### Task requirements
Report every line in the records below that holds the word "nonzero".

### Available data
--*--

#![warn(missing_docs)]
#![warn(clippy::missing_docs_in_private_items)]

//! Submission repositories, driven through the `git` command line.

use std::{
    ffi::OsString,
    fs,
    path::{Path, PathBuf},
};

use chrono::{DateTime, Utc};
use itertools::Itertools;

use crate::{
    error::{GradeError, GradeResult},
    process::{Collected, StdinSource, run_collect},
};

/// Separates the fields of one `git log` record.
const FIELD_SEP: char = '\x1f';

/// Terminates one `git log` record.
const RECORD_SEP: char = '\x1e';

/// `git log` format producing `hash, author, email, commit time, body`.
const LOG_FORMAT: &str = "--format=%H%x1f%an%x1f%ae%x1f%ct%x1f%B%x1e";

/// One commit as seen by the grader.
#[derive(Clone, Debug, PartialEq)]
pub struct CommitInfo {
    /// Full commit hash.
    pub hash:         String,
    /// Author name.
    pub author_name:  String,
    /// Author email.
    pub author_email: String,
    /// Committer timestamp.
    pub date:         DateTime<Utc>,
    /// Full message, trimmed.
    pub message:      String,
}

/// Returns true if `dir` has a `.git` entry (directory, or file for
/// worktrees and submodules).
pub fn is_git_dir(dir: &Path) -> bool {
    dir.join(".git").exists()
}

/// Immediate subdirectories of `root` that are git repositories, sorted.
pub fn git_dirs(root: &Path) -> GradeResult<Vec<PathBuf>> {
    let mut dirs = Vec::new();
    for entry in fs::read_dir(root).map_err(|e| GradeError::io(root, e))? {
        let path = entry.map_err(|e| GradeError::io(root, e))?.path();
        if path.is_dir() && is_git_dir(&path) {
            dirs.push(path);
        }
    }
    dirs.sort();
    Ok(dirs)
}

/// Runs `git args` in `dir` and fails on a nonzero exit.
async fn git(dir: &Path, args: &[&str]) -> GradeResult<Collected> {
    git_with(dir, args, StdinSource::Null).await
}

/// Like [`git`], but lets a credential helper prompt on the terminal.
async fn git_remote(dir: &Path, args: &[&str]) -> GradeResult<Collected> {
    git_with(dir, args, StdinSource::Inherit).await
}

/// Runs `git args` in `dir` with the given stdin.
async fn git_with(dir: &Path, args: &[&str], stdin: StdinSource) -> GradeResult<Collected> {
    let os_args: Vec<OsString> = args.iter().map(OsString::from).collect();
    let command = args.join(" ");
    let output = run_collect("git", &os_args, stdin, Some(dir), None)
        .await
        .map_err(|e| GradeError::Git {
            command: command.clone(),
            dir:     dir.display().to_string(),
            stderr:  format!("{e:#}"),
        })?;

    if !output.success() {
        return Err(GradeError::Git {
            command,
            dir: dir.display().to_string(),
            stderr: output.stderr_lossy(),
        });
    }
    Ok(output)
}

/// The `user.email` git is configured with, or `None` when it is unset.
pub async fn user_email() -> GradeResult<Option<String>> {
    let args: Vec<OsString> = ["config", "--get", "user.email"].map(OsString::from).into();
    let output = run_collect("git", &args, StdinSource::Null, None, None)
        .await
        .map_err(|e| GradeError::Git {
            command: "config --get user.email".to_string(),
            dir:     ".".to_string(),
            stderr:  format!("{e:#}"),
        })?;
    if !output.success() {
        return Ok(None);
    }
    let email = output.stdout_lossy().trim().to_string();
    Ok((!email.is_empty()).then_some(email))
}

/// Parses `git log` output written with [`LOG_FORMAT`].
fn parse_log(raw: &str) -> Vec<CommitInfo> {
    raw.split(RECORD_SEP)
        .map(|record| record.trim_start_matches(['\n', '\r']))
        .filter(|record| !record.is_empty())
        .filter_map(|record| {
            let (hash, author_name, author_email, timestamp, message) =
                record.splitn(5, FIELD_SEP).collect_tuple()?;
            let date = DateTime::from_timestamp(timestamp.trim().parse().ok()?, 0)?;
            Some(CommitInfo {
                hash: hash.to_string(),
                author_name: author_name.to_string(),
                author_email: author_email.to_string(),
                date,
                message: message.trim().to_string(),
            })
        })
        .collect()
}

/// Keeps commits newest first up to, not including, the first one authored
/// by an account whose name contains `bot_marker`.
pub fn student_commits(commits: Vec<CommitInfo>, bot_marker: &str) -> Vec<CommitInfo> {
    commits
        .into_iter()
        .take_while(|c| !c.author_name.contains(bot_marker))
        .collect()
}

/// A submission directory known to be a git repository.
#[derive(Clone, Debug)]
pub struct SubmissionRepo {
    /// Working tree root.
    dir: PathBuf,
}

impl SubmissionRepo {
    /// Opens `dir`, failing with [`GradeError::NotARepository`] when it is
    /// not a git repository.
    pub fn open(dir: impl Into<PathBuf>) -> GradeResult<Self> {
        let dir = dir.into();
        if !is_git_dir(&dir) {
            return Err(GradeError::NotARepository(dir.display().to_string()));
        }
        Ok(Self { dir })
    }

    /// Clones `url` into `target` and opens the result.
    pub async fn clone_from(url: &str, target: &Path) -> GradeResult<Self> {
        let parent = match target.parent() {
            Some(p) if !p.as_os_str().is_empty() => p.to_path_buf(),
            _ => PathBuf::from("."),
        };
        let target_str = target.to_string_lossy().into_owned();
        git_remote(&parent, &["clone", url, target_str.as_str()]).await?;
        tracing::info!("Cloned {url} into {}", target.display());
        Self::open(target)
    }

    /// Working tree root.
    pub fn dir(&self) -> &Path {
        &self.dir
    }

    /// Returns true once the repository has at least one commit.
    pub async fn has_commits(&self) -> GradeResult<bool> {
        let output = run_collect(
            "git",
            &["rev-parse".into(), "--verify".into(), "-q".into(), "HEAD".into()],
            StdinSource::Null,
            Some(&self.dir),
            None,
        )
        .await
        .map_err(|e| GradeError::Git {
            command: "rev-parse --verify -q HEAD".to_string(),
            dir:     self.dir.display().to_string(),
            stderr:  format!("{e:#}"),
        })?;
        Ok(output.success())
    }

    /// Every commit reachable from `HEAD`, newest first.
    pub async fn commits(&self) -> GradeResult<Vec<CommitInfo>> {
        if !self.has_commits().await? {
            return Ok(Vec::new());
        }
        let output = git(&self.dir, &["log", LOG_FORMAT]).await?;
        Ok(parse_log(&output.stdout_lossy()))
    }

    /// Commits newest first, stopping at the first bot-authored one.
    pub async fn student_commits(&self, bot_marker: &str) -> GradeResult<Vec<CommitInfo>> {
        Ok(student_commits(self.commits().await?, bot_marker))
    }

    /// Returns true when there are uncommitted changes or untracked files.
    pub async fn is_dirty(&self) -> GradeResult<bool> {
        let output = git(&self.dir, &["status", "--porcelain"]).await?;
        Ok(!output.stdout_lossy().trim().is_empty())
    }

    /// Pulls from the tracked remote.
    pub async fn pull(&self) -> GradeResult<()> {
        git_remote(&self.dir, &["pull"]).await.map(drop)
    }

    /// Stages everything and commits it with `message`.
    pub async fn commit_all(&self, message: &str) -> GradeResult<()> {
        git(&self.dir, &["add", "."]).await?;
        git(&self.dir, &["commit", "-m", message]).await.map(drop)
    }

    /// Pushes to the tracked remote.
    pub async fn push(&self) -> GradeResult<()> {
        git_remote(&self.dir, &["push"]).await.map(drop)
    }

    /// Runs an arbitrary `git args` in the working tree. A nonzero exit is
    /// returned as output rather than as an error.
    pub async fn run_git(&self, args: &[String]) -> GradeResult<Collected> {
        let os_args: Vec<OsString> = args.iter().map(OsString::from).collect();
        run_collect("git", &os_args, StdinSource::Inherit, Some(&self.dir), None)
            .await
            .map_err(|e| GradeError::Git {
                command: args.join(" "),
                dir:     self.dir.display().to_string(),
                stderr:  format!("{e:#}"),
            })
    }
}

/// Pulls, commits and pushes every dirty repository directly under `root`.
/// With `preview` the dirty repositories are only listed. Failures are
/// logged per repository. Returns the dirty repositories.
pub async fn commit_all(root: &Path, message: &str, preview: bool) -> GradeResult<Vec<PathBuf>> {
    let mut dirty = Vec::new();
    for dir in git_dirs(root)? {
        let repo = SubmissionRepo::open(&dir)?;
        match repo.is_dirty().await {
            Ok(true) => {}
            Ok(false) => {
                tracing::debug!("{} is clean", dir.display());
                continue;
            }
            Err(e) => {
                tracing::error!("{}: {e}", dir.display());
                continue;
            }
        }

        if preview {
            tracing::info!("Would commit {}", dir.display());
            dirty.push(dir);
            continue;
        }

        tracing::info!("Committing {}", dir.display());
        let outcome = async {
            repo.pull().await?;
            repo.commit_all(message).await?;
            repo.push().await
        }
        .await;
        if let Err(e) = outcome {
            tracing::error!("{}: {e}", dir.display());
        }
        dirty.push(dir);
    }
    Ok(dirty)
}

#[cfg(test)]
mod tests {
    use super::*;

    fn commit(author: &str, ts: i64) -> CommitInfo {
        CommitInfo {
            hash:         format!("{ts:040}"),
            author_name:  author.to_string(),
            author_email: format!("{author}@example.com"),
            date:         DateTime::from_timestamp(ts, 0).unwrap(),
            message:      "msg".to_string(),
        }
    }

    #[test]
    fn scan_stops_at_first_bot_commit() {
        let history = vec![
            commit("ada", 30),
            commit("ada", 20),
            commit("github-classroom[bot]", 10),
            commit("ada", 5),
        ];
        let kept = student_commits(history, "[bot]");
        assert_eq!(kept.len(), 2);
        assert_eq!(kept[0].date.timestamp(), 30);
    }

    #[test]
    fn log_records_are_parsed() {
        let raw = "abc\x1fAda\x1fada@example.com\x1f1704067200\x1fFix add\n\nBody\n\x1e\n\
                   def\x1fBot[bot]\x1fbot@example.com\x1f1704060000\x1fInitial\n\x1e\n";
        let commits = parse_log(raw);
        assert_eq!(commits.len(), 2);
        assert_eq!(commits[0].hash, "abc");
        assert_eq!(commits[0].message, "Fix add\n\nBody");
        assert_eq!(commits[0].date.timestamp(), 1_704_067_200);
        assert_eq!(commits[1].author_name, "Bot[bot]");
    }

    #[test]
    fn open_rejects_plain_directories() {
        let dir = tempfile::tempdir().unwrap();
        let err = SubmissionRepo::open(dir.path()).unwrap_err();
        assert!(matches!(err, GradeError::NotARepository(_)));
    }
}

--*--

### Reply
/// Runs `git args` in `dir` and fails on a nonzero exit.
    /// Runs an arbitrary `git args` in the working tree. A nonzero exit is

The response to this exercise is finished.